Dans le royaume de France, aux XVIIe et XVIIIe siècles, déclarer son identité n’est plus seulement réservé aux élites !
Comment prouver son identité dans l'histoire, la création du passeport - Granger NYC/Rue des Archives Joseph Keppler | Domaine public
Comment prouver son identité dans l’histoire, la création du passeport – Granger NYC/Rue des Archives Joseph Keppler | Domaine public

Dans le royaume de France, aux XVIIe et XVIIIe siècles, déclarer son identité n’est plus seulement réservé aux élites, souhaitant prouver leur noblesse. Au début de l’époque moderne, la tradition veut que l’identification d’une personne se fasse à travers les témoignages oraux et les signes distinctifs.

Toutefois, une nouvelle technique d’identification avec le papier écrit se développe. Différents documents commencent à se répandre comme les registres hôteliers, les lettres de naturalité et l’un des plus importants, le passeport.

L’élargissement du passeport, une nouvelle utilité pour les populations

Le terme de passeport est, dans un premier temps, utilisé au Moyen Âge pour parler des marchandises dont il assurait la libre circulation, comme les transports de métaux précieux. L’objectif n’est pas de contrôler les frontières, mais les marchandises entrant et sortant du territoire.

C’est en suivant cette logique de préoccupation des entrées et sorties du territoire que le passeport est ensuite étendues aux personnes pour se rapprocher de la fonction que nous lui connaissons. Ce document est à l’époque appelé sauf-conduit, car il correspondait à une permission de déplacement.

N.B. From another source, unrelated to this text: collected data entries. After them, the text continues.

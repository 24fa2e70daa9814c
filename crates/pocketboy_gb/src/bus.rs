//! 64K address-space router.
//!
//! Every address belongs to exactly one handler; there is no silent
//! fall-through. Cartridge ranges delegate to the [`MemoryController`]
//! capability, the IO page dispatches through [`IoReg`], and everything the
//! core owns storage for (VRAM, WRAM, OAM, HRAM, IO register files) lives
//! directly on [`Bus`].

use bitflags::bitflags;

use crate::cartridge::MemoryController;
use crate::error::{Access, Error};

mod io;

pub use io::{IoReg, Lcd, Serial, Sound, Timer};

/// One VRAM bank (8000-9FFF window).
pub const VRAM_BANK_SIZE: usize = 8 * 1024;
/// One WRAM bank (C000-CFFF fixed, D000-DFFF switchable).
pub const WRAM_BANK_SIZE: usize = 4 * 1024;
/// Object attribute memory (FE00-FE9F).
pub const OAM_SIZE: usize = 0xA0;
/// High RAM (FF80-FFFE).
pub const HRAM_SIZE: usize = 0x7F;
/// Boot ROM overlay mapped over 0000-00FF until unmapped via FF50.
pub const BOOT_ROM_SIZE: usize = 0x100;

bitflags! {
    /// Interrupt sources shared by the IF (FF0F) and IE (FFFF) registers.
    #[derive(Debug, Clone, Copy, PartialEq, Eq, Default)]
    pub struct Interrupts: u8 {
        const VBLANK = 1 << 0;
        const LCD_STAT = 1 << 1;
        const TIMER = 1 << 2;
        const SERIAL = 1 << 3;
        const JOYPAD = 1 << 4;
    }
}

/// The memory bus. Owns all core-side storage and the cartridge controller.
pub struct Bus {
    controller: Box<dyn MemoryController>,
    boot_rom: Option<[u8; BOOT_ROM_SIZE]>,
    vram: [[u8; VRAM_BANK_SIZE]; 2],
    vram_bank: usize,
    wram: [u8; WRAM_BANK_SIZE],
    wram_banks: Vec<[u8; WRAM_BANK_SIZE]>,
    wram_bank: usize,
    oam: [u8; OAM_SIZE],
    hram: [u8; HRAM_SIZE],
    joypad: u8,
    serial: Serial,
    timer: Timer,
    if_flags: Interrupts,
    ie_reg: u8,
    sound: Sound,
    lcd: Lcd,
}

impl Bus {
    pub fn new(controller: Box<dyn MemoryController>) -> Self {
        Self {
            controller,
            boot_rom: None,
            vram: [[0; VRAM_BANK_SIZE]; 2],
            vram_bank: 0,
            wram: [0; WRAM_BANK_SIZE],
            wram_banks: vec![[0; WRAM_BANK_SIZE]],
            wram_bank: 0,
            oam: [0; OAM_SIZE],
            hram: [0; HRAM_SIZE],
            // Buttons idle high, no select line active.
            joypad: 0xCF,
            serial: Serial::default(),
            timer: Timer::default(),
            if_flags: Interrupts::empty(),
            ie_reg: 0,
            sound: Sound::default(),
            lcd: Lcd::default(),
        }
    }

    /// Overlay a 256-byte boot ROM at 0000-00FF. It stays mapped until the
    /// program writes a non-zero value to FF50.
    pub fn load_boot_rom(&mut self, blob: [u8; BOOT_ROM_SIZE]) {
        self.boot_rom = Some(blob);
    }

    pub fn boot_rom_active(&self) -> bool {
        self.boot_rom.is_some()
    }

    pub fn read(&self, addr: u16) -> Result<u8, Error> {
        match addr {
            0x0000..=0x00FF => match &self.boot_rom {
                Some(blob) => Ok(blob[addr as usize]),
                None => self.controller.read(addr),
            },
            0x0100..=0x7FFF => self.controller.read(addr),
            0x8000..=0x9FFF => Ok(self.vram[self.vram_bank][(addr - 0x8000) as usize]),
            0xA000..=0xBFFF => self.controller.read(addr),
            0xC000..=0xCFFF => Ok(self.wram[(addr - 0xC000) as usize]),
            0xD000..=0xDFFF => Ok(self.wram_banks[self.wram_bank][(addr - 0xD000) as usize]),
            // Echo of C000-DDFF.
            0xE000..=0xFDFF => self.read(addr - 0x2000),
            0xFE00..=0xFE9F => Ok(self.oam[(addr - 0xFE00) as usize]),
            // Unusable range reads as 0.
            0xFEA0..=0xFEFF => Ok(0),
            0xFF00..=0xFF7F => match IoReg::from_addr(addr) {
                Some(reg) => Ok(self.io_read(reg)),
                None => Err(Error::UnmappedIo {
                    addr,
                    access: Access::Read,
                }),
            },
            0xFF80..=0xFFFE => Ok(self.hram[(addr - 0xFF80) as usize]),
            0xFFFF => Ok(self.ie_reg),
        }
    }

    pub fn write(&mut self, addr: u16, value: u8) -> Result<(), Error> {
        match addr {
            // The boot ROM overlay is not writable; ROM writes still reach
            // the controller so mapper registers keep working underneath it.
            0x0000..=0x7FFF => self.controller.write(addr, value),
            0x8000..=0x9FFF => {
                self.vram[self.vram_bank][(addr - 0x8000) as usize] = value;
                Ok(())
            }
            0xA000..=0xBFFF => self.controller.write(addr, value),
            0xC000..=0xCFFF => {
                self.wram[(addr - 0xC000) as usize] = value;
                Ok(())
            }
            0xD000..=0xDFFF => {
                self.wram_banks[self.wram_bank][(addr - 0xD000) as usize] = value;
                Ok(())
            }
            0xE000..=0xFDFF => self.write(addr - 0x2000, value),
            0xFE00..=0xFE9F => {
                self.oam[(addr - 0xFE00) as usize] = value;
                Ok(())
            }
            // Writes to the unusable range are dropped.
            0xFEA0..=0xFEFF => Ok(()),
            0xFF00..=0xFF7F => match IoReg::from_addr(addr) {
                Some(reg) => {
                    self.io_write(reg, value);
                    Ok(())
                }
                None => Err(Error::UnmappedIo {
                    addr,
                    access: Access::Write,
                }),
            },
            0xFF80..=0xFFFE => {
                self.hram[(addr - 0xFF80) as usize] = value;
                Ok(())
            }
            0xFFFF => {
                self.ie_reg = value;
                Ok(())
            }
        }
    }

    /// Raise interrupt request bits in IF, as external collaborators
    /// (video, timer, serial, joypad) would.
    pub fn request_interrupt(&mut self, sources: Interrupts) {
        self.if_flags |= sources;
    }

    pub fn enabled_interrupts(&self) -> Interrupts {
        Interrupts::from_bits_truncate(self.ie_reg)
    }

    /// Requested sources that are also enabled; non-empty wakes a halted CPU.
    pub fn pending_interrupts(&self) -> Interrupts {
        self.if_flags & self.enabled_interrupts()
    }

    /// Select the active VRAM bank. Bank 1 only exists on the colour
    /// hardware; the core keeps both so a CGB-aware video collaborator can
    /// drive this.
    pub fn select_vram_bank(&mut self, bank: usize) {
        self.vram_bank = bank.min(self.vram.len() - 1);
    }

    pub fn sound(&self) -> &Sound {
        &self.sound
    }

    pub fn lcd(&self) -> &Lcd {
        &self.lcd
    }

    pub fn lcd_mut(&mut self) -> &mut Lcd {
        &mut self.lcd
    }

    pub fn timer(&self) -> &Timer {
        &self.timer
    }

    pub fn timer_mut(&mut self) -> &mut Timer {
        &mut self.timer
    }
}

#[cfg(test)]
mod tests {
    use super::*;
    use crate::cartridge::FlatCartridge;

    fn empty_bus() -> Bus {
        let cart = FlatCartridge::with_ram(vec![]).unwrap();
        Bus::new(Box::new(cart))
    }

    #[test]
    fn echo_ram_mirrors_work_ram() {
        let mut bus = empty_bus();
        bus.write(0xC123, 0x42).unwrap();
        assert_eq!(bus.read(0xE123).unwrap(), 0x42);
        bus.write(0xFDFF, 0x99).unwrap();
        assert_eq!(bus.read(0xDDFF).unwrap(), 0x99);
    }

    #[test]
    fn unusable_range_reads_zero_and_drops_writes() {
        let mut bus = empty_bus();
        bus.write(0xFEA0, 0xFF).unwrap();
        assert_eq!(bus.read(0xFEA0).unwrap(), 0);
        assert_eq!(bus.read(0xFEFF).unwrap(), 0);
    }

    #[test]
    fn oam_hram_and_ie_are_backed() {
        let mut bus = empty_bus();
        bus.write(0xFE00, 0x11).unwrap();
        bus.write(0xFF80, 0x22).unwrap();
        bus.write(0xFFFF, 0x1F).unwrap();
        assert_eq!(bus.read(0xFE00).unwrap(), 0x11);
        assert_eq!(bus.read(0xFF80).unwrap(), 0x22);
        assert_eq!(bus.read(0xFFFF).unwrap(), 0x1F);
        assert_eq!(bus.enabled_interrupts(), Interrupts::all());
    }

    #[test]
    fn every_mapped_io_register_round_trips() {
        let mut bus = empty_bus();
        for addr in 0xFF00..=0xFF7F {
            if IoReg::from_addr(addr).is_some() {
                bus.write(addr, 0).unwrap();
                bus.read(addr).unwrap();
            }
        }
    }

    #[test]
    fn unmapped_io_register_is_fatal() {
        let mut bus = empty_bus();
        assert!(matches!(
            bus.read(0xFF03),
            Err(Error::UnmappedIo { addr: 0xFF03, .. })
        ));
        assert!(matches!(
            bus.write(0xFF7F, 0),
            Err(Error::UnmappedIo { addr: 0xFF7F, .. })
        ));
    }

    #[test]
    fn interrupt_flags_read_back_with_unused_bits_high() {
        let mut bus = empty_bus();
        bus.write(0xFF0F, 0x01).unwrap();
        assert_eq!(bus.read(0xFF0F).unwrap(), 0xE1);
    }

    #[test]
    fn pending_interrupts_need_both_request_and_enable() {
        let mut bus = empty_bus();
        bus.request_interrupt(Interrupts::TIMER);
        assert!(bus.pending_interrupts().is_empty());
        bus.write(0xFFFF, Interrupts::TIMER.bits()).unwrap();
        assert_eq!(bus.pending_interrupts(), Interrupts::TIMER);
    }

    #[test]
    fn divider_write_resets_it() {
        let mut bus = empty_bus();
        bus.timer_mut().divider = 0xAB;
        bus.write(0xFF04, 0x55).unwrap();
        assert_eq!(bus.read(0xFF04).unwrap(), 0);
    }

    #[test]
    fn boot_rom_overlays_cartridge_until_disabled() {
        let cart = FlatCartridge::new(vec![0x11; 0x200]).unwrap();
        let mut bus = Bus::new(Box::new(cart));
        let mut boot = [0u8; BOOT_ROM_SIZE];
        boot[0] = 0xFE;
        bus.load_boot_rom(boot);

        assert_eq!(bus.read(0x0000).unwrap(), 0xFE);
        assert_eq!(bus.read(0x0100).unwrap(), 0x11);

        bus.write(0xFF50, 1).unwrap();
        assert!(!bus.boot_rom_active());
        assert_eq!(bus.read(0x0000).unwrap(), 0x11);
    }
}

Dès les années 1720, le recours au passeport devient de plus en plus systématique à travers la population française. Il est d’abord confié aux populations mobiles qui souhaitent voyager à l’étranger. Cela concerne donc les ambassadeurs, les pèlerins, certains marchands ou étudiants, mais également les soldats et les criminels. Ils utilisaient le sauf-conduit principalement pour éviter les arrestations, les rumeurs de vagabondage, mais aussi pour légitimer leurs déplacements.

L’utilité du passeport s’élargit à nouveau à la fin du siècle en étant utilisé par les groupes ouvriers. Il atteste de leur implication au travail en retranscrivant tous leurs voyages professionnels.

Des informations pour clarifier une situation

Ce qui fait du passeport un document si important à l’époque, est qu’il contient des informations précises et considérées comme légitimes. Contrairement aux registres hôteliers ou aux lettres de naturalité qui se développaient également à l’époque, les sauf-conduits pouvaient être utilisés par l’ensemble de la population et dans tous types de déplacements. De plus, ils se répandent en Europe et ont donc voix dans différents pays comme l’Italie ou l’Espagne.

Les informations premières de ces passeports sont sensiblement les mêmes : le nom, l’âge et parfois la filiation. À cela, s’ajoute l’identité des escortes ou esclaves quand il y en a.

Mais ce qui fait le propre du sauf-conduit au milieu du XVIIIe siècle reste les recommandations privées. L’attestation de déplacement se fait surtout par l’intermédiaire de personnalités religieuses faisant foi d’autorité et pouvant garantir la bonne morale du voyageur.

Cela explique que le passeport pouvait être émis à la fois par des autorités royales, religieuses, militaires et municipales. Parmi les informations qui comptent, ce n’est pas tant l’identité de la personne mais le fait qu’elle soit reconnue comme une bonne personne par les autorités.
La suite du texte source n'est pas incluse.